En un giro histórico de la diplomacia internacional, diez países sumaron su reconocimiento oficial al Estado palestino entre el domingo 21 y el lunes 22 de septiembre, llevando a 157 el total de naciones que respaldan su existencia. Entre ellos destacan Francia y Reino Unido, miembros permanentes del Consejo de Seguridad y del G7, que tradicionalmente habían mantenido posturas cercanas a Israel. La decisión se concretó durante la conferencia para la solución de dos Estados en la ONU, organizada por Francia y Arabia Saudí, mientras que Canadá, Australia, Portugal, Bélgica, Luxemburgo, Malta, Andorra y San Marino se unieron al reconocimiento desde sus capitales.

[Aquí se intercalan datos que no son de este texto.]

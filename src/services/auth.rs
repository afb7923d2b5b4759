// src/services/auth.rs

use bcrypt::{hash, verify};
use chrono::Utc;
use jsonwebtoken::{decode, encode, DecodingKey, EncodingKey, Header, Validation};
use uuid::Uuid;

use crate::{
    common::error::AppError,
    db::UserRepository,
    models::auth::{Claims, User},
};

// Cargo atribuído quando o registro não informa nenhum
const DEFAULT_ROLE: &str = "operator";

#[derive(Clone)]
pub struct AuthService {
    user_repo: UserRepository,
    jwt_secret: String,
}

impl AuthService {
    pub fn new(user_repo: UserRepository, jwt_secret: String) -> Self {
        Self { user_repo, jwt_secret }
    }

    pub async fn register_user(
        &self,
        email: &str,
        password: &str,
        first_name: &str,
        last_name: &str,
        role: Option<&str>,
    ) -> Result<String, AppError> {
        // Hashing em thread separada para não travar o runtime
        let password_clone = password.to_owned();
        let password_hash =
            tokio::task::spawn_blocking(move || hash(&password_clone, bcrypt::DEFAULT_COST))
                .await
                .map_err(|e| anyhow::anyhow!("Falha na task de hashing: {}", e))??;

        let new_user = self
            .user_repo
            .create_user(
                email,
                &password_hash,
                first_name,
                last_name,
                role.unwrap_or(DEFAULT_ROLE),
            )
            .await?;

        tracing::info!("👤 Usuário registrado: {} ({})", new_user.email, new_user.role);

        self.create_token(new_user.id)
    }

    pub async fn login_user(&self, email: &str, password: &str) -> Result<String, AppError> {
        let user = self
            .user_repo
            .find_by_email(email)
            .await?
            .ok_or(AppError::InvalidCredentials)?;

        // Conta desativada não entra, mesmo com a senha certa
        if !user.is_active {
            return Err(AppError::InvalidCredentials);
        }

        let password_clone = password.to_owned();
        let password_hash_clone = user.password_hash.clone();

        // Executa a verificação em um thread separado
        let is_password_valid =
            tokio::task::spawn_blocking(move || verify(&password_clone, &password_hash_clone))
                .await
                .map_err(|e| anyhow::anyhow!("Falha na task de verificação de senha: {}", e))??;

        if !is_password_valid {
            return Err(AppError::InvalidCredentials);
        }

        self.create_token(user.id)
    }

    // Decodifica o token e recarrega o usuário do banco: is_active e o
    // cargo ficam sempre atuais, não congelados no JWT
    pub async fn validate_token(&self, token: &str) -> Result<User, AppError> {
        let validation = Validation::default();
        let token_data = decode::<Claims>(
            token,
            &DecodingKey::from_secret(self.jwt_secret.as_ref()),
            &validation,
        )
        .map_err(|_| AppError::InvalidToken)?;

        self.user_repo
            .find_by_id(token_data.claims.sub)
            .await?
            .ok_or(AppError::UserNotFound)
    }

    fn create_token(&self, user_id: Uuid) -> Result<String, AppError> {
        let now = Utc::now();
        let expires_at = now + chrono::Duration::days(7);

        let claims = Claims {
            sub: user_id,
            exp: expires_at.timestamp() as usize,
            iat: now.timestamp() as usize,
        };

        Ok(encode(
            &Header::default(),
            &claims,
            &EncodingKey::from_secret(self.jwt_secret.as_ref()),
        )?)
    }
}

El presidente francés, Emmanuel Macron, subrayó que reconocer a Palestina “no quita nada a los derechos de Israel” y condicionó la apertura de una embajada a la liberación de los rehenes retenidos por Hamás. Su anuncio provocó aplausos en la sala, con la delegación palestina de pie, mientras que el secretario general de la ONU, António Guterres, recalcó que la creación de un Estado palestino es un derecho, no una concesión, y advirtió que negarlo fortalecería a los extremistas y perpetuaría el conflicto en la región.
A pesar de este respaldo creciente, aún quedan poco más de treinta países que se resisten a reconocer oficialmente a Palestina, incluyendo potencias como Estados Unidos, Alemania, Japón y Holanda, que sostienen que cualquier medida debe coordinarse con Israel. Desde Tel Aviv, el embajador israelí ante la ONU, Danny Danon, calificó las decisiones de “teatro” y advirtió que podrían generar “consecuencias” por su unilateralidad.
Este movimiento refleja un cambio notable en la dinámica internacional sobre el conflicto en Oriente Medio y consolida la presión diplomática hacia la solución de dos Estados, mientras las tensiones en Gaza y los desafíos humanitarios continúan marcando la agenda global. El reconocimiento masivo refuerza la legitimidad internacional de Palestina y amplifica la urgencia de avanzar hacia acuerdos concretos para la paz.